Without hesitation, I looked up to my left and saw a bright blue backdrop with streaks of white. To my right, the clouds slept above the horizon and a veil of darkness descended in the sky. I fumbled for my iphone to memorialize the contrast, but my hands were not quick enough to capture the light or the dark. Within minutes, the sky melted together and the two opposite views no longer existed. The sky became one solid continuum.
I thought about one of the darkest moments I witnessed with my father. Toward the end of his illness, almost two weeks before he passed, his body assaulted him with shingles. As much as I want to forget those blisters, I still can remember the look of each one, taunting him and everyone who cared for him. To this day I am baffled by his reaction to what was happening to his body. We repeatedly asked him if he felt any pain, and he said, “No. I don’t feel a thing. It looks like it hurts, but I really don’t feel a single ounce of pain.” My suspicion is that the chemo and the diseased lung killed his capacity to feel pain. In retrospect, the ache resonated not with my father, but with the reactions of myself and my mom. I remember my mom recounting her own experiences with shingles and saying, “How can he not feel the pain? Shingles are so terribly painful. I can still feel that area hurting at times.” I didn’t have any answers for my mom. We watched as the blisters healed and by the time he passed, there wasn’t a single mark on his body indicating that he suffered from shingles. And we were so grateful that the darkness of those shingles didn’t kill any last light my father wanted to experience.
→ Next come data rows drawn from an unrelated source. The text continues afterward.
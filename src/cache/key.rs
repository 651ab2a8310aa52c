/// Deterministic, reversible cache key derivation
///
/// Every cached result set is addressed by a single string key derived from
/// the request. Two semantically equal requests (same normalized query text,
/// same filter set regardless of insertion order, same pagination) always
/// produce byte-identical keys, and the key can be decoded back into a
/// request so the background refresher can recompute it.
use crate::error::{CacheError, CacheResult};
use crate::types::SkillQuery;
use serde_json::Value;
use std::collections::BTreeMap;
use std::fmt;
use tracing::debug;

const KEY_PREFIX: &str = "search:";

/// Opaque cache key. Produced only by [`KeyCodec::encode`].
#[derive(Debug, Clone, PartialEq, Eq, Hash)]
pub struct CacheKey(String);

impl CacheKey {
    pub fn as_str(&self) -> &str {
        &self.0
    }

    /// Wrap a raw key string. Intended for tests and for callers that
    /// persist keys they previously obtained from `encode`.
    pub fn from_raw(raw: impl Into<String>) -> Self {
        Self(raw.into())
    }
}

impl fmt::Display for CacheKey {
    fn fmt(&self, f: &mut fmt::Formatter<'_>) -> fmt::Result {
        f.write_str(&self.0)
    }
}

/// Encoder/decoder between [`SkillQuery`] and [`CacheKey`]
pub struct KeyCodec;

impl KeyCodec {
    /// Normalize query text: case-fold, trim, collapse internal whitespace
    /// runs to a single space
    pub fn normalize_query(query: &str) -> String {
        query
            .split_whitespace()
            .collect::<Vec<_>>()
            .join(" ")
            .to_lowercase()
    }

    /// Escape the query segment so it cannot contain the `:` separator.
    /// `%` is escaped first so the sequence stays reversible.
    fn escape_query(query: &str) -> String {
        let mut escaped = String::with_capacity(query.len());
        for c in query.chars() {
            match c {
                '%' => escaped.push_str("%25"),
                ':' => escaped.push_str("%3a"),
                _ => escaped.push(c),
            }
        }
        escaped
    }

    /// Reverse [`escape_query`](Self::escape_query). `%3a` is restored
    /// before `%25` so a literal `%3a` in the original text survives.
    fn unescape_query(escaped: &str) -> String {
        escaped.replace("%3a", ":").replace("%25", "%")
    }

    /// Encode a request as a cache key.
    ///
    /// Format: `search:<query>:<filtersJSON>:<limit>:<offset>`. The query
    /// segment is escaped so query text containing `:` never collides with
    /// the segment separators. The filter segment is empty when no filters
    /// are set. Filter keys are sorted by the BTreeMap representation, so
    /// the caller's insertion order never affects the key.
    pub fn encode(query: &SkillQuery) -> CacheKey {
        let normalized = Self::escape_query(&Self::normalize_query(&query.query));

        let filters = match &query.filters {
            // BTreeMap serialization is already lexicographic by key
            Some(f) => serde_json::to_string(f).unwrap_or_default(),
            None => String::new(),
        };

        CacheKey(format!(
            "{}{}:{}:{}:{}",
            KEY_PREFIX, normalized, filters, query.limit, query.offset
        ))
    }

    /// Decode a cache key back into the request it was derived from.
    ///
    /// Accepts keys with an empty filter segment. Returns
    /// [`CacheError::KeyDecode`] for any string not matching the
    /// four-segment shape. A filter segment that is present but not valid
    /// JSON degrades to `filters = None` rather than failing the decode.
    pub fn decode(key: &CacheKey) -> CacheResult<SkillQuery> {
        let body = key
            .0
            .strip_prefix(KEY_PREFIX)
            .ok_or_else(|| CacheError::KeyDecode(format!("missing '{}' prefix", KEY_PREFIX)))?;

        // The last two segments are always the integer pagination suffix
        let mut tail = body.rsplitn(3, ':');
        let offset_str = tail
            .next()
            .ok_or_else(|| CacheError::KeyDecode("missing offset segment".to_string()))?;
        let limit_str = tail
            .next()
            .ok_or_else(|| CacheError::KeyDecode("missing limit segment".to_string()))?;
        let head = tail
            .next()
            .ok_or_else(|| CacheError::KeyDecode("missing query segment".to_string()))?;

        let offset: u32 = offset_str
            .parse()
            .map_err(|_| CacheError::KeyDecode(format!("invalid offset: {:?}", offset_str)))?;
        let limit: u32 = limit_str
            .parse()
            .map_err(|_| CacheError::KeyDecode(format!("invalid limit: {:?}", limit_str)))?;

        // Split <query>:<filtersJSON>. The escaped query segment cannot
        // contain ':', so the first ':' in the head is the separator.
        let (query, filters_str) = head.split_once(':').ok_or_else(|| {
            CacheError::KeyDecode("missing filters segment".to_string())
        })?;

        let filters = if filters_str.is_empty() {
            None
        } else {
            match serde_json::from_str::<BTreeMap<String, Value>>(filters_str) {
                Ok(f) => Some(f),
                Err(e) => {
                    debug!("Filter segment is not valid JSON, dropping filters: {}", e);
                    None
                }
            }
        };

        Ok(SkillQuery {
            query: Self::unescape_query(query),
            filters,
            limit,
            offset,
        })
    }
}

#[cfg(test)]
mod tests {
    use super::*;
    use serde_json::json;

    fn filters(pairs: &[(&str, Value)]) -> BTreeMap<String, Value> {
        pairs
            .iter()
            .map(|(k, v)| (k.to_string(), v.clone()))
            .collect()
    }

    #[test]
    fn test_encode_is_deterministic() {
        let query = SkillQuery::new("docker compose", 20, 0)
            .with_filters(filters(&[("language", json!("rust"))]));

        let key1 = KeyCodec::encode(&query);
        let key2 = KeyCodec::encode(&query);
        assert_eq!(key1, key2);
    }

    #[test]
    fn test_query_normalization() {
        let a = KeyCodec::encode(&SkillQuery::new("  Docker   Compose  ", 20, 0));
        let b = KeyCodec::encode(&SkillQuery::new("docker compose", 20, 0));
        assert_eq!(a, b);

        let c = KeyCodec::encode(&SkillQuery::new("docker\tcompose", 20, 0));
        assert_eq!(a, c);
    }

    #[test]
    fn test_filter_order_does_not_affect_key() {
        // BTreeMap sorts keys, so insertion order is irrelevant
        let mut f1 = BTreeMap::new();
        f1.insert("language".to_string(), json!("rust"));
        f1.insert("category".to_string(), json!("devops"));

        let mut f2 = BTreeMap::new();
        f2.insert("category".to_string(), json!("devops"));
        f2.insert("language".to_string(), json!("rust"));

        let a = KeyCodec::encode(&SkillQuery::new("docker", 20, 0).with_filters(f1));
        let b = KeyCodec::encode(&SkillQuery::new("docker", 20, 0).with_filters(f2));
        assert_eq!(a, b);
    }

    #[test]
    fn test_different_requests_produce_different_keys() {
        let a = KeyCodec::encode(&SkillQuery::new("docker", 20, 0));
        let b = KeyCodec::encode(&SkillQuery::new("kubernetes", 20, 0));
        let c = KeyCodec::encode(&SkillQuery::new("docker", 20, 20));
        assert_ne!(a, b);
        assert_ne!(a, c);
    }

    #[test]
    fn test_round_trip_with_filters() {
        let query = SkillQuery::new("docker compose", 20, 40).with_filters(filters(&[
            ("category", json!("devops")),
            ("language", json!("rust")),
            ("min_score", json!(0.5)),
        ]));

        let decoded = KeyCodec::decode(&KeyCodec::encode(&query)).unwrap();
        assert_eq!(decoded, query);
    }

    #[test]
    fn test_round_trip_with_nested_filter_values() {
        let query = SkillQuery::new("docker", 10, 0)
            .with_filters(filters(&[("tags", json!({"any": ["ci", "cd"]}))]));

        let decoded = KeyCodec::decode(&KeyCodec::encode(&query)).unwrap();
        assert_eq!(decoded, query);
    }

    #[test]
    fn test_empty_filters_round_trip() {
        // Regression: earlier key formats required at least one filter
        // character and broke on filter-less requests
        let query = SkillQuery::new("docker", 20, 0);
        let key = KeyCodec::encode(&query);
        assert_eq!(key.as_str(), "search:docker::20:0");

        let decoded = KeyCodec::decode(&key).unwrap();
        assert_eq!(decoded.filters, None);
        assert_eq!(decoded, query);
    }

    #[test]
    fn test_query_containing_colons_round_trips() {
        let query = SkillQuery::new("feature: auth", 20, 0);
        let decoded = KeyCodec::decode(&KeyCodec::encode(&query)).unwrap();
        assert_eq!(decoded.query, "feature: auth");
        assert_eq!(decoded.filters, None);
    }

    #[test]
    fn test_query_containing_colon_brace_round_trips() {
        // Query text that looks like the start of a filter segment must not
        // be mistaken for one
        let query = SkillQuery::new("deploy:{prod}", 20, 0);
        let decoded = KeyCodec::decode(&KeyCodec::encode(&query)).unwrap();
        assert_eq!(decoded.query, "deploy:{prod}");
        assert_eq!(decoded.filters, None);
    }

    #[test]
    fn test_query_containing_colon_brace_round_trips_with_filters() {
        let query = SkillQuery::new("deploy:{prod}", 20, 0)
            .with_filters(filters(&[("env", json!("prod"))]));
        let decoded = KeyCodec::decode(&KeyCodec::encode(&query)).unwrap();
        assert_eq!(decoded, query);
    }

    #[test]
    fn test_query_containing_literal_escape_sequences_round_trips() {
        let query = SkillQuery::new("100%25 match %3a done", 20, 0);
        let decoded = KeyCodec::decode(&KeyCodec::encode(&query)).unwrap();
        assert_eq!(decoded.query, "100%25 match %3a done");
    }

    #[test]
    fn test_decode_rejects_malformed_shape() {
        assert!(KeyCodec::decode(&CacheKey::from_raw("nonsense")).is_err());
        assert!(KeyCodec::decode(&CacheKey::from_raw("search:docker")).is_err());
        // Missing filter segment entirely
        assert!(KeyCodec::decode(&CacheKey::from_raw("search:docker:20:0")).is_err());
        // Non-numeric pagination
        assert!(KeyCodec::decode(&CacheKey::from_raw("search:docker::x:0")).is_err());
        assert!(KeyCodec::decode(&CacheKey::from_raw("search:docker::20:y")).is_err());
    }

    #[test]
    fn test_malformed_filter_json_degrades_to_none() {
        let key = CacheKey::from_raw("search:docker:{not json}:20:0");
        let decoded = KeyCodec::decode(&key).unwrap();
        assert_eq!(decoded.query, "docker");
        assert_eq!(decoded.filters, None);
        assert_eq!(decoded.limit, 20);
        assert_eq!(decoded.offset, 0);
    }
}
This experience whispers to me in the most unexpected moments and because of it I hesitate toward gravitating toward absolutes. Light and dark, pain and happiness aren’t always that well defined.
What I do realize is this – What lays in the chasm between light and dark ? Hope.
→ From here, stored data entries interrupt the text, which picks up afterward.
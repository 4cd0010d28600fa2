//! MR-231-3 sentence framing
//!
//! Splits a raw line into its sentence type tag and positional data fields.
//! No grammar checks happen here; see [`super::grammar`].

use std::str::FromStr;

use crate::error::FormatError;

/// Characters skipped before the sentence type: `$` plus the 2-char talker id
pub const TALKER_PREFIX_LEN: usize = 3;

/// Checksum delimiter; everything after it is ignored
pub const CHECKSUM_DELIMITER: char = '*';

/// Sentence types known to the MR-231-3 dialect
#[derive(Debug, Clone, PartialEq, Eq, Hash)]
pub enum SentenceType {
    /// Tracked target message
    Ttm,
    /// Radar system data
    Rsd,
    /// Anything else; carried so callers can log it
    Other(String),
}

impl SentenceType {
    pub fn as_str(&self) -> &str {
        match self {
            SentenceType::Ttm => "TTM",
            SentenceType::Rsd => "RSD",
            SentenceType::Other(tag) => tag,
        }
    }
}

impl From<&str> for SentenceType {
    fn from(tag: &str) -> Self {
        match tag {
            "TTM" => SentenceType::Ttm,
            "RSD" => SentenceType::Rsd,
            other => SentenceType::Other(other.to_string()),
        }
    }
}

impl std::fmt::Display for SentenceType {
    fn fmt(&self, f: &mut std::fmt::Formatter<'_>) -> std::fmt::Result {
        write!(f, "{}", self.as_str())
    }
}

/// A line split into fields.
///
/// Index 0 holds the sentence type tag, data fields start at index 1.
#[derive(Debug, Clone, PartialEq, Eq)]
pub struct RawSentence {
    fields: Vec<String>,
}

impl RawSentence {
    /// Sentence type tag as received (e.g. `"TTM"`)
    pub fn tag(&self) -> &str {
        &self.fields[0]
    }

    pub fn sentence_type(&self) -> SentenceType {
        SentenceType::from(self.tag())
    }

    /// All fields including the tag
    pub fn fields(&self) -> &[String] {
        &self.fields
    }

    /// Number of data fields (tag excluded)
    pub fn data_len(&self) -> usize {
        self.fields.len() - 1
    }

    /// Field at `index`, where 1 is the first data field
    pub fn field(&self, index: usize) -> Option<&str> {
        self.fields.get(index).map(String::as_str)
    }

    /// Parse the field at `index` as a number.
    ///
    /// Only called on grammar-checked fields, so a failure means the grammar
    /// and the translator disagree.
    pub fn number<T: FromStr>(&self, index: usize) -> Result<T, FormatError> {
        let value = self.field(index).unwrap_or_default();
        value.parse::<T>().map_err(|_| FormatError::InvalidNumber {
            sentence: self.tag().to_string(),
            index,
            value: value.to_string(),
        })
    }

    /// Field at `index` as an owned string, empty if absent
    pub fn text(&self, index: usize) -> String {
        self.field(index).unwrap_or_default().to_string()
    }

    pub(crate) fn mismatch(&self) -> FormatError {
        FormatError::GrammarMismatch {
            sentence: self.tag().to_string(),
            fields: self.fields.clone(),
        }
    }
}

/// Split a raw line into a [`RawSentence`].
///
/// Takes the text between the talker prefix and the `*` checksum delimiter,
/// trims it and splits on `,`. Empty fields are kept.
///
/// # Example
/// ```
/// use searadar_core::protocol::mr231_3::sentence::{split_sentence, SentenceType};
///
/// let raw = split_sentence("$RARSD,1.0,,2.0*1F\r\n").unwrap();
/// assert_eq!(raw.sentence_type(), SentenceType::Rsd);
/// assert_eq!(raw.field(1), Some("1.0"));
/// assert_eq!(raw.field(2), Some(""));
/// assert_eq!(raw.data_len(), 3);
/// ```
pub fn split_sentence(line: &str) -> Result<RawSentence, FormatError> {
    let end = line
        .find(CHECKSUM_DELIMITER)
        .ok_or(FormatError::MissingChecksumDelimiter)?;

    // Byte offset of the first character after the prefix
    let start = line
        .char_indices()
        .nth(TALKER_PREFIX_LEN)
        .map(|(pos, _)| pos)
        .unwrap_or(line.len());

    if start > end {
        return Err(FormatError::FrameTooShort {
            expected: TALKER_PREFIX_LEN,
            actual: line[..end].chars().count(),
        });
    }

    let body = line[start..end].trim();
    let fields: Vec<String> = body.split(',').map(str::to_string).collect();

    if fields[0].is_empty() {
        return Err(FormatError::MissingSentenceType);
    }

    Ok(RawSentence { fields })
}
I believe this with my whole heart.
Perhaps our skin is like a veil, separating the singular “us” from the collective Self, the eternal we? Perhaps your father was preparing to shed the skin that made him visible to you and those he loved, transitioning to a spirit state where being and non-being came together in the sky of your own hear-mind.
Strange how pain defines pleasure by contrast, being marks non-being, time contrasts with eternity.
Namaste
Lovely post, Rudri. What lies between dark and light- hope. I wish that hope is something you always have. xo
What lays in the chasm between light and dark ? Hope. _ Beautiful! And yes, I believe it, too. With my whole heart, too.
I just love the way you talk about your father with such tenderness. Without hope, I think I’d be completely lost.
Sometimes hope is the only thing that gets us through. What a beautiful moment shared with your daughter and the wisdom you gleaned from it.
Amen sister. Holding onto hope…
This reminds me of the sentiment — what else is left if there’s no hope. It’s so natural to want the light, but its context is lost without the dark.